The goal of a flow control technique is to control the source transmission in such a way as to maximize the network utilization while minimizing the size of queues in the network, network delays, burst transmission time, and data loss. As the speed of the data flows increase, given a constant speed of light, the difficulty of achieving these combined goals increases dramatically. For optimal performance where the source is allowed to start up from idle and send at maximum rate, the volume of data in the pipe before a remote switch can possibly detect the event and return control information is the pipe speed times the round trip delay. For cross country operation at OC-3 speed (155 Mbps) this amounts to 1.7 Mbytes of data, all of which must be absorbed or buffered by the network, even with theoretically perfect flow control. This is already a very large amount of data to buffer even with the ideal control system. Many of the control techniques studied required a substantial multiple of this buffer requirement so as to be uneconomic to build today. Thus, the control method must be extremely rapid and converge the source to the right rate very quickly in order to achieve the stated goals of highly responsive WAN operation. The explicit rate technique was originally proposed to the Forum by the author in mid 1994. This explicit rate method has been refined and adapted by the ATM Forum over the last two years. It fully accomplishes the responsiveness goal and is extremely close to theoretically optimal.
COMPARISON OF TECHNIQUES
Three different rate control techniques will be compared, examining the network utilization, buffer size, and other important differences. All are permitted as compliant with the ATM Forum's TM 4.0 recommendation, however performance differ widely.

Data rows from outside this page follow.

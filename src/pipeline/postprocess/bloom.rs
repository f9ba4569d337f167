//! Bloom post-processing effect
//!
//! Four stages at half resolution: bright-pass extraction at `threshold`,
//! a separable blur whose tap spacing scales with `radius`, then an
//! additive composite of the blurred light back into the target, scaled by
//! `strength`.

use bytemuck::{Pod, Zeroable};

use super::{
    draw_fullscreen, fullscreen_bind_group, fullscreen_layout, fullscreen_pipeline, linear_sampler,
};
use crate::backend::traits::*;
use crate::backend::types::*;
use crate::pipeline::pass::*;
use crate::pipeline::target::TARGET_FORMAT;
use crate::pipeline::PipelineParameters;

pub const EXTRACT_STAGE: &str = "Bloom Extract";
pub const BLUR_H_STAGE: &str = "Bloom Blur H";
pub const BLUR_V_STAGE: &str = "Bloom Blur V";
pub const COMPOSITE_STAGE: &str = "Bloom Composite";

const BLOOM_SCALE: f32 = 0.5;

/// Uniforms shared by every bloom stage
#[repr(C)]
#[derive(Debug, Clone, Copy, Default, PartialEq, Pod, Zeroable)]
pub struct BloomUniformData {
    pub texel_size: [f32; 2],
    pub direction: [f32; 2],
    pub threshold: f32,
    pub strength: f32,
    pub radius: f32,
    pub _padding: f32,
}

impl BloomUniformData {
    pub fn new(params: &PipelineParameters, (width, height): (u32, u32), direction: [f32; 2]) -> Self {
        Self {
            texel_size: [1.0 / width.max(1) as f32, 1.0 / height.max(1) as f32],
            direction,
            threshold: params.bloom_threshold,
            strength: params.bloom_strength,
            radius: params.bloom_radius,
            _padding: 0.0,
        }
    }
}

struct Stage {
    pipeline: RenderPipelineHandle,
    uniforms: BufferHandle,
    bind_group: Option<BindGroupHandle>,
}

struct BloomResources {
    layout: BindGroupLayoutHandle,
    sampler: SamplerHandle,
    extract: Stage,
    blur_h: Stage,
    blur_v: Stage,
    composite: Stage,
}

/// Bloom post-processing pass
#[derive(Default)]
pub struct BloomPass {
    resources: Option<BloomResources>,
    /// Ping-pong pair at half resolution
    ping: Option<PassTexture>,
    pong: Option<PassTexture>,
}

impl BloomPass {
    pub fn new() -> Self {
        Self::default()
    }

    fn create_resources(backend: &mut dyn GraphicsBackend) -> BackendResult<BloomResources> {
        let layout = fullscreen_layout(backend)?;
        let sampler = linear_sampler(backend, "Bloom Sampler")?;

        let mut stage = |label: &str,
                         fragment: &str,
                         format: TextureFormat,
                         blend: BlendMode|
         -> BackendResult<Stage> {
            let pipeline = fullscreen_pipeline(backend, label, fragment, layout, format, blend)?;
            let uniforms = backend.create_buffer(&BufferDescriptor {
                label: Some(format!("{} Uniforms", label)),
                size: std::mem::size_of::<BloomUniformData>() as u64,
                usage: BufferUsage::UNIFORM | BufferUsage::COPY_DST,
            })?;
            Ok(Stage {
                pipeline,
                uniforms,
                bind_group: None,
            })
        };

        let hdr = TextureFormat::Rgba16Float;
        Ok(BloomResources {
            extract: stage(EXTRACT_STAGE, BLOOM_EXTRACT_SHADER, hdr, BlendMode::Replace)?,
            blur_h: stage(BLUR_H_STAGE, BLOOM_BLUR_SHADER, hdr, BlendMode::Replace)?,
            blur_v: stage(BLUR_V_STAGE, BLOOM_BLUR_SHADER, hdr, BlendMode::Replace)?,
            composite: stage(
                COMPOSITE_STAGE,
                BLOOM_COMPOSITE_SHADER,
                TARGET_FORMAT,
                BlendMode::Additive,
            )?,
            layout,
            sampler,
        })
    }

    fn release_bind_groups(&mut self, backend: &mut dyn GraphicsBackend) {
        let Some(res) = self.resources.as_mut() else {
            return;
        };
        for stage in [&mut res.extract, &mut res.blur_h, &mut res.blur_v, &mut res.composite] {
            if let Some(bind_group) = stage.bind_group.take() {
                backend.destroy_bind_group(bind_group);
            }
        }
    }

    fn release_textures(&mut self, backend: &mut dyn GraphicsBackend) {
        for texture in [self.ping.take(), self.pong.take()].into_iter().flatten() {
            texture.destroy(backend);
        }
    }
}

impl RenderPass for BloomPass {
    fn name(&self) -> &'static str {
        "Bloom"
    }

    fn setup(&mut self, ctx: &mut PassSetupContext) -> BackendResult<()> {
        if self.resources.is_none() {
            self.resources = Some(Self::create_resources(&mut *ctx.backend)?);
        }
        self.release_bind_groups(&mut *ctx.backend);
        self.release_textures(&mut *ctx.backend);

        let half = TextureSize::Relative {
            width_scale: BLOOM_SCALE,
            height_scale: BLOOM_SCALE,
        };
        let usage = TextureUsage::RENDER_ATTACHMENT | TextureUsage::TEXTURE_BINDING;
        let ping = ctx.create_texture_relative("Bloom Ping", half, TextureFormat::Rgba16Float, usage)?;
        let pong = ctx.create_texture_relative("Bloom Pong", half, TextureFormat::Rgba16Float, usage)?;
        self.ping = Some(ping);
        self.pong = Some(pong);

        let Some(res) = self.resources.as_mut() else {
            return Ok(());
        };
        let backend = &mut *ctx.backend;
        let source = ctx.target.sampled_view();

        // Bind groups reference size-dependent views, so rebuild them here.
        res.extract.bind_group = Some(fullscreen_bind_group(
            backend, res.layout, source, res.sampler, res.extract.uniforms,
        )?);
        res.blur_h.bind_group = Some(fullscreen_bind_group(
            backend, res.layout, ping.view, res.sampler, res.blur_h.uniforms,
        )?);
        res.blur_v.bind_group = Some(fullscreen_bind_group(
            backend, res.layout, pong.view, res.sampler, res.blur_v.uniforms,
        )?);
        res.composite.bind_group = Some(fullscreen_bind_group(
            backend, res.layout, ping.view, res.sampler, res.composite.uniforms,
        )?);

        log::debug!("Bloom buffers {}x{}", ping.width, ping.height);
        Ok(())
    }

    fn is_enabled(&self, params: &PipelineParameters) -> bool {
        params.bloom_enabled
    }

    fn execute(&mut self, ctx: &mut PassExecuteContext) -> BackendResult<()> {
        let (Some(res), Some(ping), Some(pong)) = (&self.resources, self.ping, self.pong) else {
            return Ok(());
        };
        let backend = &mut *ctx.backend;
        let half = (ping.width, ping.height);
        let params = ctx.params;

        let stages = [
            (&res.extract, [0.0, 0.0], ping, EXTRACT_STAGE),
            (&res.blur_h, [1.0, 0.0], pong, BLUR_H_STAGE),
            (&res.blur_v, [0.0, 1.0], ping, BLUR_V_STAGE),
        ];

        for (stage, direction, output, label) in stages {
            let Some(bind_group) = stage.bind_group else {
                continue;
            };
            let uniforms = BloomUniformData::new(params, half, direction);
            backend.write_buffer(stage.uniforms, 0, bytemuck::bytes_of(&uniforms));
            draw_fullscreen(
                backend,
                label,
                ColorAttachment {
                    view: output.view,
                    resolve_target: None,
                    load_op: LoadOp::Clear([0.0, 0.0, 0.0, 0.0]),
                    store_op: StoreOp::Store,
                },
                stage.pipeline,
                bind_group,
                half,
            );
        }

        if let Some(bind_group) = res.composite.bind_group {
            let uniforms = BloomUniformData::new(params, half, [0.0, 0.0]);
            backend.write_buffer(res.composite.uniforms, 0, bytemuck::bytes_of(&uniforms));
            draw_fullscreen(
                backend,
                COMPOSITE_STAGE,
                ctx.target.composite_attachment(),
                res.composite.pipeline,
                bind_group,
                ctx.target.size(),
            );
        }

        Ok(())
    }

    fn release(&mut self, backend: &mut dyn GraphicsBackend) {
        self.release_bind_groups(backend);
        self.release_textures(backend);
        if let Some(res) = self.resources.take() {
            for stage in [res.extract, res.blur_h, res.blur_v, res.composite] {
                backend.destroy_buffer(stage.uniforms);
            }
        }
    }
}

pub const BLOOM_EXTRACT_SHADER: &str = r#"
struct BloomParams {
    texel_size: vec2<f32>,
    direction: vec2<f32>,
    threshold: f32,
    strength: f32,
    radius: f32,
    _padding: f32,
}

@group(0) @binding(0) var source_texture: texture_2d<f32>;
@group(0) @binding(1) var source_sampler: sampler;
@group(0) @binding(2) var<uniform> params: BloomParams;

@fragment
fn fs_main(input: VertexOutput) -> @location(0) vec4<f32> {
    let color = textureSample(source_texture, source_sampler, input.uv);
    let luminance = dot(color.rgb, vec3<f32>(0.2126, 0.7152, 0.0722));
    let weight = smoothstep(params.threshold, params.threshold + 0.01, luminance);
    return vec4<f32>(color.rgb * weight, 1.0);
}
"#;

pub const BLOOM_BLUR_SHADER: &str = r#"
struct BloomParams {
    texel_size: vec2<f32>,
    direction: vec2<f32>,
    threshold: f32,
    strength: f32,
    radius: f32,
    _padding: f32,
}

@group(0) @binding(0) var source_texture: texture_2d<f32>;
@group(0) @binding(1) var source_sampler: sampler;
@group(0) @binding(2) var<uniform> params: BloomParams;

@fragment
fn fs_main(input: VertexOutput) -> @location(0) vec4<f32> {
    var weights = array<f32, 5>(0.227027, 0.1945946, 0.1216216, 0.054054, 0.016216);
    let tap = params.direction * params.texel_size * max(params.radius, 0.0) * 2.0;
    var result = textureSample(source_texture, source_sampler, input.uv).rgb * weights[0];
    for (var i = 1; i < 5; i++) {
        let offset = tap * f32(i);
        result += textureSample(source_texture, source_sampler, input.uv + offset).rgb * weights[i];
        result += textureSample(source_texture, source_sampler, input.uv - offset).rgb * weights[i];
    }
    return vec4<f32>(result, 1.0);
}
"#;

pub const BLOOM_COMPOSITE_SHADER: &str = r#"
struct BloomParams {
    texel_size: vec2<f32>,
    direction: vec2<f32>,
    threshold: f32,
    strength: f32,
    radius: f32,
    _padding: f32,
}

@group(0) @binding(0) var bloom_texture: texture_2d<f32>;
@group(0) @binding(1) var bloom_sampler: sampler;
@group(0) @binding(2) var<uniform> params: BloomParams;

@fragment
fn fs_main(input: VertexOutput) -> @location(0) vec4<f32> {
    let bloom = textureSample(bloom_texture, bloom_sampler, input.uv).rgb;
    return vec4<f32>(bloom * params.strength, 1.0);
}
"#;

#[cfg(test)]
mod tests {
    use super::*;

    #[test]
    fn test_uniforms_follow_parameters() {
        let params = PipelineParameters {
            bloom_strength: 0.8,
            bloom_radius: 0.5,
            bloom_threshold: 0.2,
            ..Default::default()
        };
        let data = BloomUniformData::new(&params, (400, 200), [1.0, 0.0]);
        assert_eq!(data.texel_size, [1.0 / 400.0, 1.0 / 200.0]);
        assert_eq!(data.strength, 0.8);
        assert_eq!(data.radius, 0.5);
        assert_eq!(data.threshold, 0.2);
        assert_eq!(std::mem::size_of::<BloomUniformData>(), 32);
    }

    #[test]
    fn test_enabled_only_with_bloom_flag() {
        let pass = BloomPass::new();
        assert!(!pass.is_enabled(&PipelineParameters::default()));
        assert!(pass.is_enabled(&PipelineParameters {
            bloom_enabled: true,
            ..Default::default()
        }));
    }

    #[test]
    fn test_setup_replaces_previous_bind_groups() {
        use crate::backend::dummy::DummyBackend;
        use crate::pipeline::target::{RenderTarget, TargetKind};

        let mut backend = DummyBackend::new(64, 64);
        let mut pass = BloomPass::new();
        for size in [64, 96, 128] {
            let target = RenderTarget::new(&mut backend, TargetKind::Standard, size, size).unwrap();
            let mut ctx = PassSetupContext {
                backend: &mut backend,
                target: &target,
            };
            pass.setup(&mut ctx).unwrap();
            assert_eq!(backend.live_bind_group_count(), 4);
            target.destroy(&mut backend);
        }
        pass.release(&mut backend);
        assert_eq!(backend.live_bind_group_count(), 0);
    }
}
//! Assigns registry materials onto named scene nodes after load.
//!
//! Every node first receives the default material. The binding table then
//! overrides individual top-level nodes by exact name, in table order, so a
//! later entry for the same name wins. Running the same bind twice gives the
//! same assignment as running it once.

use std::sync::Arc;
use thiserror::Error;

use crate::resources::{MaterialDescriptor, MaterialRegistry, MaterialRole};
use crate::scene::{NodeId, SceneGraph};

/// Errors that can occur while binding materials
#[derive(Error, Debug, Clone, PartialEq, Eq)]
pub enum BindError {
    #[error("no top-level node named '{0}'")]
    MissingNode(String),
    #[error("material role '{0}' is not registered")]
    UnknownRole(MaterialRole),
}

/// What to do when a table entry names a node the asset lacks
#[derive(Debug, Clone, Copy, Default, PartialEq, Eq)]
pub enum BindPolicy {
    /// Validate the whole table first and fail without touching the graph
    Strict,
    /// Bind what is present; report the rest
    #[default]
    SkipMissing,
}

/// Ordered node name → role overrides
#[derive(Debug, Clone, Default, PartialEq)]
pub struct BindingTable {
    entries: Vec<(String, MaterialRole)>,
}

impl BindingTable {
    pub fn new() -> Self {
        Self::default()
    }

    pub fn from_pairs<'a>(pairs: impl IntoIterator<Item = (&'a str, MaterialRole)>) -> Self {
        Self {
            entries: pairs
                .into_iter()
                .map(|(name, role)| (name.to_string(), role))
                .collect(),
        }
    }

    pub fn push(&mut self, name: impl Into<String>, role: MaterialRole) {
        self.entries.push((name.into(), role));
    }

    pub fn with(mut self, name: impl Into<String>, role: MaterialRole) -> Self {
        self.push(name, role);
        self
    }

    pub fn iter(&self) -> impl Iterator<Item = (&str, MaterialRole)> {
        self.entries.iter().map(|(name, role)| (name.as_str(), *role))
    }

    pub fn len(&self) -> usize {
        self.entries.len()
    }

    pub fn is_empty(&self) -> bool {
        self.entries.is_empty()
    }
}

/// Outcome of a successful bind
#[derive(Debug, Clone, Default, PartialEq)]
pub struct BindReport {
    /// Number of overrides applied
    pub bound: usize,
    /// Entries that could not be applied under [`BindPolicy::SkipMissing`]
    pub skipped: Vec<BindError>,
}

impl BindReport {
    pub fn is_complete(&self) -> bool {
        self.skipped.is_empty()
    }
}

/// Bind `table` onto `graph`, using `default_role` for every node not named
/// in the table.
pub fn bind(
    graph: &mut SceneGraph,
    table: &BindingTable,
    registry: &MaterialRegistry,
    default_role: MaterialRole,
    policy: BindPolicy,
) -> Result<BindReport, BindError> {
    let default = registry
        .get(default_role)
        .ok_or(BindError::UnknownRole(default_role))?
        .clone();

    // Resolve everything before mutating so a strict failure leaves the
    // graph as it was.
    let mut resolved: Vec<(NodeId, Arc<MaterialDescriptor>)> = Vec::with_capacity(table.len());
    let mut skipped = Vec::new();

    for (name, role) in table.iter() {
        let material = registry.get(role).ok_or(BindError::UnknownRole(role))?;

        match graph.find_top_level(name) {
            Some(node) => resolved.push((node, material.clone())),
            None => {
                let err = BindError::MissingNode(name.to_string());
                match policy {
                    BindPolicy::Strict => return Err(err),
                    BindPolicy::SkipMissing => {
                        log::warn!("Skipping material '{}': {}", role, err);
                        skipped.push(err);
                    }
                }
            }
        }
    }

    graph.assign_all(&default);
    for (node, material) in &resolved {
        graph.node_mut(*node).material = Some(material.clone());
    }

    log::debug!(
        "Bound {} of {} materials over {} nodes",
        resolved.len(),
        table.len(),
        graph.len()
    );

    Ok(BindReport {
        bound: resolved.len(),
        skipped,
    })
}

#[cfg(test)]
mod tests {
    use super::*;
    use crate::resources::Color;
    use crate::scene::Transform;

    fn registry() -> MaterialRegistry {
        MaterialRegistry::new()
            .with(MaterialDescriptor::textured(MaterialRole::Baked, "baked"))
            .with(MaterialDescriptor::flat(MaterialRole::EmissiveWhite, Color::WHITE))
            .with(MaterialDescriptor::flat(
                MaterialRole::EmissiveWindow,
                Color::from_hex(0x04AAC0),
            ))
    }

    fn graph(names: &[&str]) -> SceneGraph {
        let mut graph = SceneGraph::new();
        for name in names {
            graph.add_root(name, None, Transform::default());
        }
        graph
    }

    fn role_of(graph: &SceneGraph, name: &str) -> Option<MaterialRole> {
        let id = graph.find_top_level(name)?;
        graph.node(id).material.as_ref().map(|m| m.role)
    }

    #[test]
    fn test_overrides_named_nodes_and_defaults_the_rest() {
        let mut g = graph(&["building", "LobbyLightPillar", "MainWindow"]);
        let table = BindingTable::new()
            .with("LobbyLightPillar", MaterialRole::EmissiveWhite)
            .with("MainWindow", MaterialRole::EmissiveWindow);

        let report = bind(&mut g, &table, &registry(), MaterialRole::Baked, BindPolicy::Strict).unwrap();

        assert_eq!(report.bound, 2);
        assert!(report.is_complete());
        assert_eq!(role_of(&g, "building"), Some(MaterialRole::Baked));
        assert_eq!(role_of(&g, "LobbyLightPillar"), Some(MaterialRole::EmissiveWhite));
        assert_eq!(role_of(&g, "MainWindow"), Some(MaterialRole::EmissiveWindow));
    }

    #[test]
    fn test_shares_one_descriptor_per_role() {
        let reg = registry();
        let mut g = graph(&["a", "b"]);
        bind(&mut g, &BindingTable::new(), &reg, MaterialRole::Baked, BindPolicy::Strict).unwrap();

        let baked = reg.get(MaterialRole::Baked).unwrap();
        for id in g.traverse() {
            assert!(Arc::ptr_eq(g.node(id).material.as_ref().unwrap(), baked));
        }
    }

    #[test]
    fn test_strict_missing_node_leaves_graph_untouched() {
        let mut g = graph(&["building"]);
        let table = BindingTable::new()
            .with("building", MaterialRole::EmissiveWhite)
            .with("Missing", MaterialRole::EmissiveWindow);

        let err = bind(&mut g, &table, &registry(), MaterialRole::Baked, BindPolicy::Strict).unwrap_err();

        assert_eq!(err, BindError::MissingNode("Missing".into()));
        assert_eq!(role_of(&g, "building"), None);
    }

    #[test]
    fn test_skip_missing_binds_the_rest() {
        let mut g = graph(&["building", "MainWindow"]);
        let table = BindingTable::new()
            .with("Missing", MaterialRole::EmissiveWhite)
            .with("MainWindow", MaterialRole::EmissiveWindow);

        let report =
            bind(&mut g, &table, &registry(), MaterialRole::Baked, BindPolicy::SkipMissing).unwrap();

        assert_eq!(report.bound, 1);
        assert_eq!(report.skipped, vec![BindError::MissingNode("Missing".into())]);
        assert_eq!(role_of(&g, "MainWindow"), Some(MaterialRole::EmissiveWindow));
        assert_eq!(role_of(&g, "building"), Some(MaterialRole::Baked));
    }

    #[test]
    fn test_later_entry_wins() {
        let mut g = graph(&["MainWindow"]);
        let table = BindingTable::new()
            .with("MainWindow", MaterialRole::EmissiveWhite)
            .with("MainWindow", MaterialRole::EmissiveWindow);

        bind(&mut g, &table, &registry(), MaterialRole::Baked, BindPolicy::Strict).unwrap();
        assert_eq!(role_of(&g, "MainWindow"), Some(MaterialRole::EmissiveWindow));
    }

    #[test]
    fn test_nested_nodes_get_default_only() {
        let mut g = SceneGraph::new();
        let parent = g.add_root("parent", None, Transform::default());
        let nested = g.add_child(parent, "MainWindow", None, Transform::default());
        let table = BindingTable::new().with("MainWindow", MaterialRole::EmissiveWindow);

        let report =
            bind(&mut g, &table, &registry(), MaterialRole::Baked, BindPolicy::SkipMissing).unwrap();

        assert_eq!(report.skipped.len(), 1);
        assert_eq!(g.node(nested).material.as_ref().unwrap().role, MaterialRole::Baked);
    }

    #[test]
    fn test_bind_is_idempotent() {
        let mut once = graph(&["building", "LobbyLightPillar"]);
        let table = BindingTable::new().with("LobbyLightPillar", MaterialRole::EmissiveWhite);
        let reg = registry();

        bind(&mut once, &table, &reg, MaterialRole::Baked, BindPolicy::Strict).unwrap();
        let first: Vec<_> = once.traverse().map(|id| once.node(id).material.clone()).collect();

        bind(&mut once, &table, &reg, MaterialRole::Baked, BindPolicy::Strict).unwrap();
        let second: Vec<_> = once.traverse().map(|id| once.node(id).material.clone()).collect();

        assert_eq!(first, second);
    }

    #[test]
    fn test_unregistered_role_is_an_error() {
        let mut g = graph(&["roof"]);
        let table = BindingTable::new().with("roof", MaterialRole::EmissiveRoof);
        let err = bind(&mut g, &table, &registry(), MaterialRole::Baked, BindPolicy::SkipMissing).unwrap_err();
        assert_eq!(err, BindError::UnknownRole(MaterialRole::EmissiveRoof));
    }
}
//! Error types for asset loading.

use std::path::PathBuf;
use thiserror::Error;

/// Errors that can occur while loading the scene asset.
///
/// A load error leaves the viewer running with an empty scene.
#[derive(Error, Debug)]
pub enum LoadError {
    #[error("failed to read {}: {source}", path.display())]
    Io {
        path: PathBuf,
        #[source]
        source: std::io::Error,
    },
    #[error("invalid glTF in {}: {source}", path.display())]
    Gltf {
        path: PathBuf,
        #[source]
        source: gltf::Error,
    },
    #[error("{} requires unsupported extension {extension}; decompress the asset offline", path.display())]
    UnsupportedExtension { path: PathBuf, extension: String },
    #[error("mesh '{mesh}' primitive {primitive} has no POSITION attribute")]
    MissingPositions { mesh: String, primitive: usize },
    #[error("failed to decode texture {}: {source}", path.display())]
    Texture {
        path: PathBuf,
        #[source]
        source: image::ImageError,
    },
    #[error("{} contains no scene", .0.display())]
    EmptyScene(PathBuf),
    #[error("loader thread stopped before delivering a result")]
    LoaderDisconnected,
}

BINARY RATE CONTROL (EFCI)
To be backward compatible with UNI 3.1 the ATM Forum permits binary rate control switches under TM 4.0. Most of the current generation of ATM switches set the EFCI bit when they are congested on forward data cells and this is their only flow control mechanism. When the EFCI bit reaches the VC's destination, it is turned around by marking a bit in a Resource Management (RM) cell (which circulate every 32nd cell). When the RM cell reaches the source, the rate is either increased slightly, or if there was congestion, is decreased slightly, Thus, if any switch in the forward data path is in congestion, this is fed back to decrease the source rate. The result is a continual oscillation of the source rate around the congestion point of the network.
Another form of binary control is possible where the switches mark the backward flowing RM cells directly, rather than marking the EFCI bit. Except for decreasing the delay from congestion to source rate change, this would work the same as EFCI bit marking. For the simulations shown below, the results would be identical since the switch with the bottleneck was near the VC destination.
The performance of a network with one or more binary rate switch's in a VC's path is strongly impacted by the Round Trip Time (RTT) along the VC's path. For a LAN network with an RTT below two milliseconds (a few miles in distance plus 600 cells queuing delay), the network utilization, delay and queue sizes are in the acceptable range for general computing. A simulation of an EFCI network with a RTT of 2 milliseconds is shown in Figure I.
Figure1. Binary Rate Network
RTT=2 ms, TBE=100, RDF=I/16, AIR=I/64
Network Utilization = 83%
Max Queue Size = 332 cells
Average Queue Size= 104 cells
Block Transfer time = 34 ms
As can be seen in Figure 1, the rate oscillates with an amplitude of 166% of the average rate and a period of seven round trips. Already at 2 ms RTT, the utilization is down 17% and the buffer size is up to 332 cells. For larger RTT's these factors get progressively worse because as the oscillations get longer and longer and the period of congestion (queue buildup) and non-congestion (under-utilization of the network) get longer proportionately. Thus, using a binary rate switch outside the LAN area will most likely lead to major data loss as buffers overflow and serious data delays due to low idle startup rates and large queuing delays.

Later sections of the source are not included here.